2 points by SMAAART on Sept 20, 2023 | hide | past | favorite | 3 comments
I am old(er) but I am not done yet.

I have had a somewhat successful career as both an executive and entrepreneur, always making pragmatic decisions based on data, logic, and reasoning. Growing up poor had something to do with that.

As an executive in tech startups I have often witnessed entrepreneurs making what seemed like emotional decisions, good or bad, just because they felt that way, without any regards to data, or factual evidences.

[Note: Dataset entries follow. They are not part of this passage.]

use anyhow::anyhow;
use axum::{
    Extension, Json,
    extract::{Path, State},
    http::StatusCode,
    response::IntoResponse,
};
use tracing::error;
use uuid::Uuid;

use skillmatch_db::models::parse_timestamp;
use skillmatch_types::api::{
    Claims, ConversationResponse, MessageResponse, SendMessageRequest,
};
use skillmatch_types::events::{ChangeOp, Table};

use crate::convert::{profile_response, uuid_or_nil};
use crate::error::ApiError;
use crate::state::AppState;

/// The partner set is derived, not stored: everyone the caller has
/// exchanged at least one message with, plus the unread count.
pub async fn list_conversations(
    State(state): State<AppState>,
    Extension(claims): Extension<Claims>,
) -> Result<Json<Vec<ConversationResponse>>, ApiError> {
    let partners = state.db.conversation_partners(&claims.sub.to_string())?;
    Ok(Json(
        partners
            .into_iter()
            .map(|p| ConversationResponse {
                partner: profile_response(p.partner),
                unread: p.unread,
            })
            .collect(),
    ))
}

/// Full history with one partner, creation time ascending. Opening the
/// conversation marks everything unread from that partner as read.
pub async fn get_conversation(
    State(state): State<AppState>,
    Extension(claims): Extension<Claims>,
    Path(partner_id): Path<Uuid>,
) -> Result<Json<Vec<MessageResponse>>, ApiError> {
    let me = claims.sub.to_string();
    let partner = partner_id.to_string();

    if state.db.get_profile(&partner)?.is_none() {
        return Err(ApiError::NotFound("user not found".into()));
    }

    let db = state.clone();
    let (rows, marked) = tokio::task::spawn_blocking(move || -> anyhow::Result<_> {
        let rows = db.db.conversation(&me, &partner)?;
        let marked = db.db.mark_conversation_read(&me, &partner)?;
        Ok((rows, marked))
    })
    .await
    .map_err(|e| {
        error!("spawn_blocking join error: {}", e);
        ApiError::Internal(anyhow!("join error"))
    })??;

    // Re-opening an already-read conversation publishes nothing.
    if marked > 0 {
        state.dispatcher.publish(Table::Messages, ChangeOp::Update);
    }

    Ok(Json(rows.into_iter().map(message_response).collect()))
}

pub async fn send_message(
    State(state): State<AppState>,
    Extension(claims): Extension<Claims>,
    Json(req): Json<SendMessageRequest>,
) -> Result<impl IntoResponse, ApiError> {
    let content = req.content.trim();
    if content.is_empty() {
        return Err(ApiError::BadRequest("message content is required".into()));
    }
    if req.recipient_id == claims.sub {
        return Err(ApiError::BadRequest("cannot message yourself".into()));
    }
    if state
        .db
        .get_profile(&req.recipient_id.to_string())?
        .is_none()
    {
        return Err(ApiError::NotFound("recipient not found".into()));
    }

    let id = Uuid::new_v4();
    state.db.insert_message(
        &id.to_string(),
        &claims.sub.to_string(),
        &req.recipient_id.to_string(),
        content,
    )?;
    state.dispatcher.publish(Table::Messages, ChangeOp::Insert);

    Ok((
        StatusCode::CREATED,
        Json(MessageResponse {
            id,
            sender_id: claims.sub,
            recipient_id: req.recipient_id,
            content: content.to_string(),
            read: false,
            created_at: chrono::Utc::now(),
        }),
    ))
}

fn message_response(row: skillmatch_db::models::MessageRow) -> MessageResponse {
    MessageResponse {
        id: uuid_or_nil(&row.id),
        sender_id: uuid_or_nil(&row.sender_id),
        recipient_id: uuid_or_nil(&row.recipient_id),
        content: row.content,
        read: row.read,
        created_at: parse_timestamp(&row.created_at),
    }
}
pub mod migrations;
pub mod models;
pub mod queries;

use anyhow::Result;
use rusqlite::Connection;
use std::path::Path;
use std::sync::Mutex;
use tracing::info;

pub struct Database {
    conn: Mutex<Connection>,
}

impl Database {
    pub fn open(path: &Path) -> Result<Self> {
        let conn = Connection::open(path)?;

        // WAL mode for concurrent reads
        conn.pragma_update(None, "journal_mode", "WAL")?;
        conn.pragma_update(None, "foreign_keys", "ON")?;

        migrations::run(&conn)?;

        info!("Database opened at {}", path.display());
        Ok(Self {
            conn: Mutex::new(conn),
        })
    }

    /// In-memory database, used by tests.
    pub fn open_in_memory() -> Result<Self> {
        let conn = Connection::open_in_memory()?;
        conn.pragma_update(None, "foreign_keys", "ON")?;
        migrations::run(&conn)?;
        Ok(Self {
            conn: Mutex::new(conn),
        })
    }

    pub fn with_conn<F, T>(&self, f: F) -> Result<T>
    where
        F: FnOnce(&Connection) -> Result<T>,
    {
        let conn = self
            .conn
            .lock()
            .map_err(|e| anyhow::anyhow!("DB lock poisoned: {}", e))?;
        f(&conn)
    }
}

#[cfg(test)]
pub(crate) mod test_util {
    use super::Database;
    use uuid::Uuid;

    /// Registers a user with an empty profile and returns its id.
    pub fn seed_user(db: &Database, email: &str) -> String {
        let id = Uuid::new_v4().to_string();
        db.create_user(&id, email, "argon2-hash").unwrap();
        id
    }

    /// Registers a user and fills in its profile.
    pub fn seed_student(db: &Database, email: &str, full_name: &str) -> String {
        let id = seed_user(db, email);
        db.upsert_profile(&id, full_name, "", "", "").unwrap();
        id
    }
}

And I am taking about hiring, firing, layoffs, M&A, financing, re-financing, breaking leases, moving locations, closing down branches...

I do read a lot of business and personal development books, and recently I am reading, again, "Start with Why" by Simon Sinek.

Generally speaking I like the book, but there's an entire chapter where Simon praises making decision by listening to one's gut feelings; especially within the context of being an entrepreneur.

I am aware of Malcolm Gladwell's book "Blink". I love that book, and the way I interpreted it is that people who have both deep expertise and vast experience in a field, can often, but not always, sense end results with incomplete data. I get that, I have witnessed and experienced that. But to me it's not gut feelings, it's expertise.

I am a good executive but a terrible entrepreneur. I am trying to change that.

Should I go more with my gut feelings AND at the same time take more actions/risks? Without pondering too much about data, and analysis and trying to take calculating risks?

HN: do you have any insightful comments or resources for me?

Thanks in advance.




The thing is you are going to make mistakes when you are reasoning with uncertainty, you can learn to make better mistakes but you're always going to be taking risks.

Maybe you should take up Poker as a hobby.


> The thing is you are going to make mistakes when you are reasoning with uncertainty, you can learn to make better mistakes but you're always going to be taking risks.

My take has always been that calculated risk is no risk at all, hence my love affair with data. But now I am starting to question the validity of the premises.

> Maybe you should take up Poker as a hobby.

I have actually seriously thought about it. I know little poker, and it is a interesting proxy for life/business decision making process; with possibly some game theory in it too.


Calculated risk is plenty of risk.

Starting a startup is like a hand of poker. That is, there is some chance that you might work on it for six months and decide it is not worth it, some possibility you will drop out at some other point, some possibility that you get acqui-hired, and a very small chance you hit it big.

You shouldn't do it if one of the outcomes is you wind up on the street, but you might very well have it fail, reel a bit, and then get a job for somebody else.